In the Guardian, an update on the truly terrible bushfires sweeping Victoria:
I don't think anyone could say categorically, "This is the result of climate change." But I'm not sure many would disagree with the notion that this kind of thing will happen more and more as temperatures rise.The death toll from the deadliest bushfires in Australia's history could reach into the hundreds as the devastation is uncovered in the burning and blackened ruins of towns, the authorities warned last night.
Described as "hell on earth", the fires left at least 108 dead, but police in Victoria said the final death toll would be much greater.

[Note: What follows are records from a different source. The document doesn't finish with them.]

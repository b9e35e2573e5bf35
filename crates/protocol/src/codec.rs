//! JSON-lines encoding
//!
//! One method call or response per line:
//! ```text
//! {"method":"connect","args":{"vendorId":1208,"productId":514}}
//! {"ok":true}
//! ```
//!
//! Lines longer than [`MAX_LINE_SIZE`] are rejected before parsing. Readers
//! should bound their line buffer to the same limit.

use crate::error::{ProtocolError, Result};
use crate::{MethodCall, Response};

/// Maximum accepted line length (32 MiB)
pub const MAX_LINE_SIZE: usize = 32 * 1024 * 1024;

/// Decode a method call from one line
///
/// # Example
/// ```
/// use protocol::decode_call;
///
/// let call = decode_call(r#"{"method":"isConnected"}"#).unwrap();
/// assert_eq!(call.method, "isConnected");
/// assert!(call.args.is_null());
/// ```
pub fn decode_call(line: &str) -> Result<MethodCall> {
    check_size(line)?;
    Ok(serde_json::from_str(line.trim())?)
}

/// Encode a method call as one line, without the trailing newline
pub fn encode_call(call: &MethodCall) -> Result<String> {
    single_line(serde_json::to_string(call)?)
}

/// Encode a response as one line, without the trailing newline
///
/// # Example
/// ```
/// use protocol::{Response, encode_response};
///
/// let line = encode_response(&Response::ok_bool(true)).unwrap();
/// assert_eq!(line, r#"{"ok":true}"#);
/// ```
pub fn encode_response(response: &Response) -> Result<String> {
    single_line(serde_json::to_string(response)?)
}

/// Decode a response from one line
pub fn decode_response(line: &str) -> Result<Response> {
    check_size(line)?;
    Ok(serde_json::from_str(line.trim())?)
}

fn check_size(line: &str) -> Result<()> {
    if line.len() > MAX_LINE_SIZE {
        return Err(ProtocolError::LineTooLong {
            size: line.len(),
            max: MAX_LINE_SIZE,
        });
    }
    Ok(())
}

fn single_line(encoded: String) -> Result<String> {
    // serde_json's compact writer escapes newlines inside strings
    if encoded.contains('\n') {
        return Err(ProtocolError::EmbeddedNewline);
    }
    Ok(encoded)
}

"I think it [the body count] will be up into the 100s ... 200," acting Sergeant Scott Melville, who has the job of dragging bodies out of charred vehicles and homes, told the Melbourne Age. "It's like a friggin' war zone up here, it's like a movie scene."
The army has been called in to help the thousands of exhausted firefighters who, for the third consecutive day, will try to put out 26 fires threatening suburbs near Melbourne.
Fifty fires were also raging across New South Wales, where temperatures reached 46C (115F) yesterday.
In Leeds, where my family lives, it's been snowing for a week--incredibly unusual. I suspect soon, though, it will be quite usual. I'm more glad, every day, for that night in Atlanta almost exactly fourteen years ago when I woke Kelley at two o'clock in the morning and said, "We're moving!" and waved an atlas at her. Bless her, she rubbed her eyes and said, "What, now?" and I said, "No. But as soon as we've sold this house." She yawned, said womanfully, "Where?" and I said "The Pacific Northwest. Portland, or Seattle, or Bellingham. I don't care."
The next morning I laid it all out for her sensibly--geophysical and sociopolitical climate, natural resources, chocolate, beer, coffee--and she said, Well, what the fuck, let's do it! So we did. I sorts of forgot to consider the earthquakes, though...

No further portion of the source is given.